Acupuncture for TTH 2023

Stimulated by Tao et al 2023.[1]

Photo by Andrea Piacquadio on

TTH – tension-type headache
CTTH – chronic tension-type headache
SR – systematic review
TSA – trial sequential analysis
RCT – randomised controlled trial
SMD – standardised mean difference
RR50 – responder rate based on a 50% reduction in days with headache
RIS – required information size

key to acronyms

I picked out this paper on TTH before I wrote last week’s blog, and it just so happens that the last author on this paper is the first author from last week’s key paper. Hui Zheng was also last author on the TSA paper mentioned on the last blog and one of the reasons I chose this paper was because it has some nice clear results that I can use to explain what TSA is all about.

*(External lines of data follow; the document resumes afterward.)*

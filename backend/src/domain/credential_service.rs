//! Credential store domain service.
//!
//! Combines the user repository with the password hashing policy to
//! implement the [`CredentialStore`] driving port. Username uniqueness is left
//! to the repository's storage constraint; the service never checks for an
//! existing account before inserting.

use std::sync::Arc;

use async_trait::async_trait;
use tracing::{debug, info};

use crate::domain::ports::{
    CredentialStore, CredentialStoreError, PasswordHashError, PasswordHasher, UserPersistenceError,
    UserRepository,
};
use crate::domain::{Credentials, UserAccount};

fn map_persistence_error(error: UserPersistenceError) -> CredentialStoreError {
    match error {
        UserPersistenceError::Connection { message } => {
            CredentialStoreError::storage_unavailable(message)
        }
        UserPersistenceError::Query { message } => CredentialStoreError::storage_failure(message),
        UserPersistenceError::DuplicateUsername { username } => {
            CredentialStoreError::username_taken(username)
        }
    }
}

fn map_hash_error(error: PasswordHashError) -> CredentialStoreError {
    CredentialStoreError::hashing(error.to_string())
}

/// Result of seeding the configured administrator account.
#[derive(Debug, Clone, Copy, PartialEq, Eq)]
pub enum BootstrapOutcome {
    /// The account did not exist and was registered.
    Created,
    /// An account with that username already existed and was left untouched.
    AlreadyPresent,
}

/// Credential store backed by a user repository and a password hasher.
#[derive(Clone)]
pub struct CredentialService<R, H> {
    users: Arc<R>,
    hasher: Arc<H>,
}

impl<R, H> CredentialService<R, H> {
    /// Create a new service from its collaborators.
    pub fn new(users: Arc<R>, hasher: Arc<H>) -> Self {
        Self { users, hasher }
    }
}

impl<R, H> CredentialService<R, H>
where
    R: UserRepository,
    H: PasswordHasher,
{
    /// Register the configured administrator unless the username exists.
    ///
    /// An existing account keeps its stored password even when the
    /// configured one differs.
    pub async fn bootstrap_admin(
        &self,
        credentials: &Credentials,
    ) -> Result<BootstrapOutcome, CredentialStoreError> {
        match self.register(credentials).await {
            Ok(()) => Ok(BootstrapOutcome::Created),
            Err(CredentialStoreError::UsernameTaken { .. }) => Ok(BootstrapOutcome::AlreadyPresent),
            Err(err) => Err(err),
        }
    }
}

#[async_trait]
impl<R, H> CredentialStore for CredentialService<R, H>
where
    R: UserRepository,
    H: PasswordHasher,
{
    async fn register(&self, credentials: &Credentials) -> Result<(), CredentialStoreError> {
        let digest = self
            .hasher
            .hash(credentials.password())
            .await
            .map_err(map_hash_error)?;
        let account = UserAccount::new(credentials.username().clone(), digest);

        self.users
            .insert(&account)
            .await
            .map_err(map_persistence_error)?;

        info!(username = %account.username(), "account registered");
        Ok(())
    }

    async fn validate(&self, credentials: &Credentials) -> Result<bool, CredentialStoreError> {
        let Some(account) = self
            .users
            .find_by_username(credentials.username())
            .await
            .map_err(map_persistence_error)?
        else {
            debug!(username = %credentials.username(), "login for unknown account");
            return Ok(false);
        };

        let matches = self
            .hasher
            .verify(credentials.password(), account.password_digest())
            .await
            .map_err(map_hash_error)?;
        if !matches {
            debug!(username = %credentials.username(), "password mismatch");
        }
        Ok(matches)
    }
}

#[cfg(test)]
#[path = "credential_service_tests.rs"]
mod tests;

Hui Zheng has popped up before on the blog. The post titled Acupuncture for CTTH from July 2022 featured another of his papers – one that is included in this SR.

14 trials were included and the results are not a surprise since we have been relatively confident about the efficacy of acupuncture in TTH since the Cochrane review led by Klaus Linde in 2016.[2] But the point of a TSA is to tell us if we have done enough data to be sure,[3] and we may not have as yet for all the different outcomes.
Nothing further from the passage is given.